Yellowstone Wolf Restaurierung Immer noch eine großartige Geschichte

Die große Debatte darüber, wie vollständig Wölfe die Yellowstone-Ökologie wiederhergestellt haben, mag Jahre dauern, aber Wissenschaftler scheinen zuzustimmen, dass die Bedingungen für die Wölfe verbessert wurden.

Wildbiologen haben festgestellt, dass gefährdete Grizzlybären es oft schaffen, Wolfstötungen zu stehlen. Dies könnte kritisch sein, wenn andere Nahrungsquellen wie Fischpopulationen weiter zurückgehen. Kojote und Füchse gedeihen immer noch, aber in geringerer Anzahl; vielleicht wegen der Konkurrenz mit Wölfen. Weniger kleine Raubtiere haben es Populationen von Nagetieren und anderen kleinen Säugetieren ermöglicht, sich zu erholen.

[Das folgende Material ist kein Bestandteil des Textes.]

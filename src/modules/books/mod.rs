pub mod models;

use async_trait::async_trait;
use axum::{
    body::Bytes,
    extract::{
        rejection::{JsonRejection, QueryRejection},
        Path, Query as QueryParams, State,
    },
    http::{header, HeaderMap, StatusCode},
    routing::{get, post, put},
    Json, Router,
};
use bookquest_db::{Filter, Query, SharedStore};
use bookquest_http::AppError;
use bookquest_kernel::{InitCtx, Module};
use serde_json::{json, Value};

use crate::models::{decode_rows, LoggedBook, BOOKS_TABLE};
use crate::utils::non_blank;
use models::{
    BooksResponse, MyBooksQuery, PlayerBooksQuery, SubmitBook, SubmittedBook, UpdateBook,
    UpdatedBook,
};

/// Books module: the reading log players submit to and edit
pub struct BooksModule {
    store: SharedStore,
}

impl BooksModule {
    pub fn new(store: SharedStore) -> Self {
        Self { store }
    }
}

#[async_trait]
impl Module for BooksModule {
    fn name(&self) -> &'static str {
        "books"
    }

    async fn init(&self, ctx: &InitCtx<'_>) -> anyhow::Result<()> {
        tracing::info!(
            module = self.name(),
            environment = ?ctx.settings.environment,
            "books module initialized"
        );
        Ok(())
    }

    fn routes(&self) -> Router {
        Router::new()
            .route("/books", get(list_books))
            .route("/my-books", get(my_books))
            .route("/player-books", get(player_books))
            .route("/submit-book", post(submit_book))
            .route("/update-book/{book_id}", put(update_book))
            .with_state(self.store.clone())
    }

    fn openapi(&self) -> Option<serde_json::Value> {
        let error = |description: &str| {
            json!({
                "description": description,
                "content": {
                    "application/json": {
                        "schema": { "$ref": "#/components/schemas/ErrorResponse" }
                    }
                }
            })
        };
        let books_list = json!({
            "description": "Logged books",
            "content": {
                "application/json": {
                    "schema": {
                        "type": "object",
                        "properties": {
                            "books": {
                                "type": "array",
                                "items": { "$ref": "#/components/schemas/LoggedBook" }
                            }
                        }
                    }
                }
            }
        });

        Some(json!({
            "paths": {
                "/books": {
                    "get": {
                        "summary": "List every logged book",
                        "tags": ["Books"],
                        "responses": {
                            "200": books_list,
                            "500": error("Store error")
                        }
                    }
                },
                "/my-books": {
                    "get": {
                        "summary": "List books logged by a player id",
                        "tags": ["Books"],
                        "parameters": [{
                            "name": "player_id",
                            "in": "query",
                            "required": true,
                            "schema": { "type": "string" }
                        }],
                        "responses": {
                            "200": books_list,
                            "400": error("Missing player_id"),
                            "500": error("Store error")
                        }
                    }
                },
                "/player-books": {
                    "get": {
                        "summary": "List books logged under a player name",
                        "tags": ["Books"],
                        "parameters": [{
                            "name": "player_name",
                            "in": "query",
                            "required": true,
                            "schema": { "type": "string" }
                        }],
                        "responses": {
                            "200": books_list,
                            "400": error("Missing player_name"),
                            "404": error("No books for that player"),
                            "500": error("Store error")
                        }
                    }
                },
                "/submit-book": {
                    "post": {
                        "summary": "Log a book",
                        "tags": ["Books"],
                        "requestBody": {
                            "required": true,
                            "content": {
                                "application/json": {
                                    "schema": { "$ref": "#/components/schemas/SubmitBook" }
                                }
                            }
                        },
                        "responses": {
                            "201": { "description": "Book logged" },
                            "400": error("Missing player_id"),
                            "500": error("Store error")
                        }
                    }
                },
                "/update-book/{book_id}": {
                    "put": {
                        "summary": "Edit a book owned by the caller",
                        "tags": ["Books"],
                        "parameters": [{
                            "name": "book_id",
                            "in": "path",
                            "required": true,
                            "schema": { "type": "string" }
                        }],
                        "requestBody": {
                            "required": true,
                            "content": {
                                "application/json": {
                                    "schema": { "$ref": "#/components/schemas/UpdateBook" }
                                }
                            }
                        },
                        "responses": {
                            "200": { "description": "Book updated" },
                            "400": error("Malformed update"),
                            "401": error("No caller id"),
                            "403": error("Caller does not own the book"),
                            "404": error("Book not found"),
                            "500": error("Store error")
                        }
                    }
                }
            },
            "components": {
                "schemas": {
                    "LoggedBook": {
                        "type": "object",
                        "properties": {
                            "id": {},
                            "player_id": {},
                            "player_name": { "type": "string" },
                            "title": {},
                            "pages": {},
                            "year_published": {},
                            "completed": {},
                            "genre": {},
                            "rating": {},
                            "points": {}
                        },
                        "required": ["id"]
                    },
                    "SubmitBook": {
                        "type": "object",
                        "properties": {
                            "player_id": { "description": "Owner; integer or string" },
                            "player_name": { "type": "string" },
                            "title": {},
                            "pages": {},
                            "year_published": {},
                            "completed": {},
                            "genre": {},
                            "rating": {},
                            "points": {}
                        },
                        "required": ["player_id"]
                    },
                    "UpdateBook": {
                        "type": "object",
                        "properties": {
                            "currentUserId": { "description": "Caller's player id" },
                            "updatedBookData": { "type": "object" }
                        },
                        "required": ["currentUserId", "updatedBookData"]
                    }
                }
            }
        }))
    }
}

/// `GET /api/books`
async fn list_books(State(store): State<SharedStore>) -> Result<Json<BooksResponse>, AppError> {
    let rows = store.select(BOOKS_TABLE, &Query::all()).await?;
    let books = decode_rows(rows, BOOKS_TABLE)?;
    Ok(Json(BooksResponse { books }))
}

/// `GET /api/my-books?player_id=`
async fn my_books(
    State(store): State<SharedStore>,
    params: Result<QueryParams<MyBooksQuery>, QueryRejection>,
) -> Result<Json<BooksResponse>, AppError> {
    let QueryParams(params) = params?;
    let player_id = non_blank(params.player_id.as_deref())
        .ok_or_else(|| AppError::bad_request("player_id is required"))?;

    let rows = store
        .select(BOOKS_TABLE, &Query::all().eq("player_id", player_id))
        .await?;
    let books = decode_rows(rows, BOOKS_TABLE)?;
    Ok(Json(BooksResponse { books }))
}

/// `GET /api/player-books?player_name=`
async fn player_books(
    State(store): State<SharedStore>,
    params: Result<QueryParams<PlayerBooksQuery>, QueryRejection>,
) -> Result<Json<BooksResponse>, AppError> {
    let QueryParams(params) = params?;
    let player_name = non_blank(params.player_name.as_deref())
        .ok_or_else(|| AppError::bad_request("player_name is required"))?;

    let rows = store
        .select(BOOKS_TABLE, &Query::all().eq("player_name", player_name))
        .await?;
    if rows.is_empty() {
        return Err(AppError::not_found(format!(
            "no books logged for player '{}'",
            player_name
        )));
    }

    let books = decode_rows(rows, BOOKS_TABLE)?;
    Ok(Json(BooksResponse { books }))
}

/// `POST /api/submit-book`
async fn submit_book(
    State(store): State<SharedStore>,
    payload: Result<Json<SubmitBook>, JsonRejection>,
) -> Result<(StatusCode, Json<SubmittedBook>), AppError> {
    let Json(submission) = payload?;
    let owner = submission
        .player_id
        .clone()
        .filter(|id| !id.is_blank())
        .ok_or_else(|| AppError::bad_request("player_id is required"))?;

    let row = submission.into_row(&owner);
    let inserted = store.insert(BOOKS_TABLE, row).await?;
    let book: LoggedBook = serde_json::from_value(Value::Object(inserted))
        .map_err(|e| anyhow::anyhow!("malformed row returned by insert: {}", e))?;

    tracing::info!(book_id = %book.id, player_id = %owner, "book submitted");
    Ok((
        StatusCode::CREATED,
        Json(SubmittedBook {
            message: "Book submitted successfully",
            book,
        }),
    ))
}

/// `PUT /api/update-book/{book_id}`
///
/// Checks run in a fixed order: caller present, book exists, caller owns it,
/// patch is well formed.
async fn update_book(
    State(store): State<SharedStore>,
    Path(book_id): Path<String>,
    headers: HeaderMap,
    body: Bytes,
) -> Result<Json<UpdatedBook>, AppError> {
    let update = parse_update(&headers, &body)?;
    let caller = update
        .current_user_id
        .filter(|id| !id.is_blank())
        .ok_or_else(|| AppError::unauthorized("currentUserId is required"))?;

    let rows = store
        .select(BOOKS_TABLE, &Query::all().eq("id", book_id.as_str()))
        .await?;
    let book = decode_rows::<LoggedBook>(rows, BOOKS_TABLE)?
        .into_iter()
        .next()
        .ok_or_else(|| AppError::not_found(format!("book '{}' not found", book_id)))?;

    if !book.is_owned_by(&caller) {
        tracing::warn!(book_id = %book.id, caller = %caller, "update attempted by non-owner");
        return Err(AppError::forbidden("you can only update your own books"));
    }

    let mut patch = match update.updated_book_data {
        Some(Value::Object(patch)) => patch,
        _ => return Err(AppError::bad_request("updatedBookData must be a JSON object")),
    };
    patch.remove("id");
    if let Some(new_owner) = patch.get("player_id") {
        let unchanged = bookquest_db::query::value_text(new_owner)
            .is_some_and(|text| text.trim() == caller.to_string());
        if !unchanged {
            return Err(AppError::forbidden("a book cannot be moved to another player"));
        }
    }
    if patch.is_empty() {
        return Err(AppError::bad_request("updatedBookData has no fields to update"));
    }

    let updated = store
        .update(BOOKS_TABLE, &[Filter::eq("id", book_id.as_str())], patch)
        .await?;
    if updated.is_empty() {
        return Err(AppError::not_found(format!("book '{}' not found", book_id)));
    }

    tracing::info!(book_id = %book.id, player_id = %caller, "book updated");
    Ok(Json(UpdatedBook {
        message: "Book updated successfully",
    }))
}

/// An empty or non-JSON body reads as an update with no caller, so it is
/// answered with 401 like any other anonymous request.
fn parse_update(headers: &HeaderMap, body: &Bytes) -> Result<UpdateBook, AppError> {
    let is_json = headers
        .get(header::CONTENT_TYPE)
        .and_then(|value| value.to_str().ok())
        .is_some_and(|value| {
            value
                .trim_start()
                .to_ascii_lowercase()
                .starts_with("application/json")
        });
    if !is_json || body.iter().all(u8::is_ascii_whitespace) {
        return Ok(UpdateBook::default());
    }

    let Json(update) = Json::<UpdateBook>::from_bytes(body)?;
    Ok(update)
}

/// Create a new instance of the books module
pub fn create_module(store: SharedStore) -> std::sync::Arc<dyn Module> {
    std::sync::Arc::new(BooksModule::new(store))
}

Es wurde sogar vermutet, dass sich die Gesundheit von Hirschen und Elchen verbessert hat, da sie sich schneller bewegen und wachsam gegenüber Wölfen in der Region bleiben müssen.

 

Wölfe in Yellowstone heute

Die Expansion der Wolfspopulation war erstaunlich. Im Jahr 2011 schätzte der US-amerikanische Fisch- und Wildtierdienst, dass sich im Yellowstone-Nationalpark etwa 1.650 Wölfe befanden. Außerdem wurden die Wölfe in Idaho und Montana von der Liste der gefährdeten Arten gestrichen.

Heute reichen die Rudel in Yellowstone von zwei bis elf Wölfen. Die Größe der Packungen variiert mit der Größe der Beute. Wölfe werden derzeit in Gebieten rund um den Yellowstone-Nationalpark gejagt.

Der National Park Service überwacht weiterhin die Wolfspopulation im Park und in den umliegenden Gebieten.

 

Hoffnung für den Biber?

Biber gehören zu den beständigsten Wildtieren der Welt. Ihr Ruf als störend beruht auf der Herausforderung, sie zu entmutigen, sobald sie an einen Bach oder Fluss gebunden sind. Während sie Weiden bevorzugen, können sie von anderen Baumarten wie Espen überleben.

Der National Park Service überwacht weiterhin die Biberpopulation. Es ist möglich, dass im Laufe der Zeit die Kombination aus reduzierten Elchpopulationen, verbesserten Espen und Weiden und einer Regenwetterperiode zusammen ideale Bedingungen für ihre Rückkehr schafft.